Horror Movies With Terrible Rotten Tomatoes Scores That Are Actually Worth Watching
Like all movie ranking sites, Rotten Tomatoes likes to post its own "best of" lists of film genres, and horror movies are no exception. Its list of what it considers the 200 Best Horror Movies is, for the most part, unimpeachable: you'll find the 1931 "Dracula" alongside "Alien" and even recent releases like "Barbarian" in its ranking. But as you scroll through the 200 titles, chances are, you'll find titles that might give pause for their inclusion: Does "Zombieland" really merit being placed above classics like "The Birds" and "The Innocents"? And even though it resides at No. 169, "Saw X" — really?
All this to say that movie rankings, no matter the genre, are highly subjective, and one person's classic is another person's trash. A scan of Rotten Tomatoes' horror listings bears out that notion: There are dozens, if not hundreds of fright films that reside far down on the Tomatometer but have ardent fanbases and have been rediscovered since their initial releases. Here is a list of horror films that, despite their lousy ranks on Rotten Tomatoes, are more than worth your time.
Halloween III: Season of the Witch
In an interview for Yahoo! Movies, "The Guest" screenwriter Simon Barrett summed up the reaction of audiences to "Halloween III: Season of the Witch" upon its release and the three-decade about-face that transformed the film into a cult favorite. "I saw 'Halloween III' when I was 10 or 11, during that period when I'd rent everything from the horror section in the video store," he recalled. "I watched it with a couple of friends, and they were like, 'This is bulls***! Where's Michael Myers?' Then you get to the end, and you think, 'Wait, that was actually pretty cool!'"

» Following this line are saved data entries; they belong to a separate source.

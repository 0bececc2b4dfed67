//! ADC connection info resolved from the hardware database.

use std::fmt;
use std::net::Ipv4Addr;

/// USB serial number of an ADC board.
#[derive(Debug, Clone, PartialEq, Eq, PartialOrd, Ord, Hash)]
pub struct AdcSerial(String);

impl AdcSerial {
    /// Create from the board's serial string.
    pub fn new(serial: impl Into<String>) -> Self {
        Self(serial.into())
    }

    /// The serial string.
    pub fn as_str(&self) -> &str {
        &self.0
    }
}

impl fmt::Display for AdcSerial {
    fn fmt(&self, f: &mut fmt::Formatter<'_>) -> fmt::Result {
        f.write_str(&self.0)
    }
}

/// Whether to load the per-board calibration when opening the ADC.
#[derive(Debug, Clone, Copy, PartialEq, Eq, Default)]
pub enum CalibrationMode {
    /// Load the stored calibration (default).
    #[default]
    LoadCalibration,
    /// Use the raw transfer function.
    NoCalibration,
}

/// Everything needed to record one analog channel of a HICANN.
#[derive(Debug, Clone, PartialEq, Eq)]
pub struct AdcConfig {
    /// The ADC board.
    pub coord: AdcSerial,
    /// Input channel on the board.
    pub channel: u8,
    /// Trigger input on the board.
    pub trigger: u8,
    /// Calibration handling.
    pub load_calibration: CalibrationMode,
    /// Remote access endpoint, if the board hangs off another host.
    pub remote: Option<(Ipv4Addr, u16)>,
}
//! In-memory reticle transport.
//!
//! [`SimLink`] keeps every written block per HICANN slot and answers
//! readback from that store, so configure-then-verify runs end to end
//! without hardware. Tests inspect the recorded event log through the
//! [`SimConnector`] that opened the link.

use std::collections::BTreeMap;
use std::net::Ipv4Addr;
use std::sync::{Arc, Mutex};

use tracing::debug;

use hicann_chip::{FpgaGlobal, HicannOnDnc};

use crate::backend::{ChipLink, Connector, LinkMode};
use crate::data::{Block, Subsystem};
use crate::error::{DriverError, Result};

/// One transport-level operation, recorded in order.
#[derive(Debug, Clone, PartialEq, Eq)]
pub enum LinkEvent {
    /// Reticle reset.
    Reset,
    /// Channel bring-up for one slot.
    BringUp {
        /// HICANN slot.
        slot: HicannOnDnc,
        /// Channel used.
        mode: LinkMode,
    },
    /// Block transfer to one slot.
    Write {
        /// HICANN slot.
        slot: HicannOnDnc,
        /// Subsystem written.
        subsystem: Subsystem,
    },
}

/// Mirrored state of one simulated reticle.
#[derive(Debug, Default)]
pub struct SimState {
    /// Operations in the order the link saw them.
    pub events: Vec<LinkEvent>,
    /// Last written block per (slot, subsystem).
    pub blocks: BTreeMap<(u8, Subsystem), Block>,
    /// Slots whose highspeed channel refuses to come up.
    pub broken_highspeed: Vec<HicannOnDnc>,
}

/// In-memory link to one reticle.
#[derive(Debug)]
pub struct SimLink {
    fpga: FpgaGlobal,
    state: Arc<Mutex<SimState>>,
}

impl SimLink {
    fn lock(&self) -> std::sync::MutexGuard<'_, SimState> {
        // A poisoned mutex means a configuration thread panicked; the
        // mirrored state is gone either way.
        match self.state.lock() {
            Ok(guard) => guard,
            Err(poisoned) => poisoned.into_inner(),
        }
    }
}

impl ChipLink for SimLink {
    fn reset(&mut self) -> Result<()> {
        debug!("{}: reset", self.fpga);
        let mut state = self.lock();
        state.blocks.clear();
        state.events.push(LinkEvent::Reset);
        Ok(())
    }

    fn bring_up(&mut self, slot: HicannOnDnc, mode: LinkMode) -> Result<()> {
        let mut state = self.lock();
        if mode == LinkMode::Highspeed && state.broken_highspeed.contains(&slot) {
            return Err(DriverError::transfer_failed(format!(
                "{} slot {slot}: highspeed channel did not lock",
                self.fpga
            )));
        }
        debug!("{} slot {slot}: bring up via {mode}", self.fpga);
        state.events.push(LinkEvent::BringUp { slot, mode });
        Ok(())
    }

    fn write_block(&mut self, slot: HicannOnDnc, block: Block) -> Result<()> {
        let subsystem = block.subsystem();
        let mut state = self.lock();
        state.events.push(LinkEvent::Write { slot, subsystem });
        state.blocks.insert((slot.value(), subsystem), block);
        Ok(())
    }

    fn read_block(&self, slot: HicannOnDnc, subsystem: Subsystem) -> Result<Block> {
        let state = self.lock();
        state
            .blocks
            .get(&(slot.value(), subsystem))
            .cloned()
            .ok_or(DriverError::BlockNotWritten {
                hicann: slot,
                subsystem,
            })
    }
}

/// Opens [`SimLink`]s and keeps a handle to every opened reticle's state.
#[derive(Debug, Default)]
pub struct SimConnector {
    fleet: Mutex<BTreeMap<FpgaGlobal, Arc<Mutex<SimState>>>>,
}

impl SimConnector {
    /// Create a connector with no open links.
    pub fn new() -> Self {
        Self::default()
    }

    /// Mirrored state of an opened reticle, if any.
    pub fn state(&self, fpga: FpgaGlobal) -> Option<Arc<Mutex<SimState>>> {
        self.fleet
            .lock()
            .unwrap_or_else(std::sync::PoisonError::into_inner)
            .get(&fpga)
            .cloned()
    }

    /// Mark one slot's highspeed channel as broken before connecting.
    pub fn break_highspeed(&self, fpga: FpgaGlobal, slot: HicannOnDnc) {
        let state = self
            .fleet
            .lock()
            .unwrap_or_else(std::sync::PoisonError::into_inner)
            .entry(fpga)
            .or_default()
            .clone();
        state
            .lock()
            .unwrap_or_else(std::sync::PoisonError::into_inner)
            .broken_highspeed
            .push(slot);
    }
}

impl Connector for SimConnector {
    fn open(&self, fpga: FpgaGlobal, ip: Ipv4Addr) -> Result<Box<dyn ChipLink>> {
        debug!("{fpga}: opening simulated link ({ip})");
        let state = self
            .fleet
            .lock()
            .unwrap_or_else(std::sync::PoisonError::into_inner)
            .entry(fpga)
            .or_default()
            .clone();
        Ok(Box::new(SimLink { fpga, state }))
    }
}

#[cfg(test)]
mod tests {
    use super::*;
    use hicann_chip::{FpgaOnWafer, Wafer};

    fn fpga() -> FpgaGlobal {
        FpgaOnWafer::new(0).unwrap().global(Wafer::new(0))
    }

    fn slot(s: u8) -> HicannOnDnc {
        HicannOnDnc::new(s).unwrap()
    }

    #[test]
    fn readback_returns_last_written_block() {
        let connector = SimConnector::new();
        let mut link = connector.open(fpga(), Ipv4Addr::LOCALHOST).unwrap();
        link.write_block(slot(0), Block::Phase(0)).unwrap();
        link.write_block(slot(0), Block::Phase(3)).unwrap();
        assert_eq!(
            link.read_block(slot(0), Subsystem::Phase).unwrap(),
            Block::Phase(3)
        );
    }

    #[test]
    fn readback_of_unwritten_block_is_an_error() {
        let connector = SimConnector::new();
        let link = connector.open(fpga(), Ipv4Addr::LOCALHOST).unwrap();
        assert!(matches!(
            link.read_block(slot(1), Subsystem::Phase),
            Err(DriverError::BlockNotWritten { .. })
        ));
    }

    #[test]
    fn reset_clears_written_state() {
        let connector = SimConnector::new();
        let mut link = connector.open(fpga(), Ipv4Addr::LOCALHOST).unwrap();
        link.write_block(slot(0), Block::Phase(1)).unwrap();
        link.reset().unwrap();
        assert!(link.read_block(slot(0), Subsystem::Phase).is_err());
    }

    #[test]
    fn broken_highspeed_rejects_bring_up() {
        let connector = SimConnector::new();
        connector.break_highspeed(fpga(), slot(2));
        let mut link = connector.open(fpga(), Ipv4Addr::LOCALHOST).unwrap();
        assert!(link.bring_up(slot(2), LinkMode::Highspeed).is_err());
        assert!(link.bring_up(slot(2), LinkMode::Jtag).is_ok());
        assert!(link.bring_up(slot(3), LinkMode::Highspeed).is_ok());
    }
}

Released to negative acclaim and tepid box office returns in 1982, "Halloween III" was blasted for its bizarre storyline: A Halloween mask company owner (Dan O'Herlihy) implants fragments of Stonehenge in his products to sacrifice children for ancient rituals. Audiences and critics disliked its downbeat ending and, most importantly, its lack of Michael Myers, despite John Carpenter and Debra Hill returning as producers. While it seems like some audiences are still unhappy over that omission — resulting, perhaps, in its 50% critic rating and 29% audience score on Rotten Tomatoes – others find its mix of chills and cracked conspiracy theories a satisfying horror experience, even without Michael Myers. As director Tommy Lee Wallace told Yahoo!, "'Halloween III' found its audience. There are a lot of us out there who think it's a pretty darn good movie."
C.H.U.D.
It's possible that you may have heard a reference to "C.H.U.D" in episodes of "The Simpsons" or "Ricky and Morty" (or some highly contentious memes); you might have also caught a glimpse of a "C.H.U.D" VHS tape in the opening frames of Jordan Peele's "Us." "C.H.U.D." refers to Cannibalistic Humanoid Underground Dwellers, as well as the 1984 film of the same name, which featured a pre-"Home Alone" team-up of John Heard and Daniel Stern, who discover that chemical waste has turned members of New York's unhoused population into monsters. Watch carefully, and you'll also see John Goodman and Jay Thomas as cops and Patricia Richardson of "Home Improvement" in the cast.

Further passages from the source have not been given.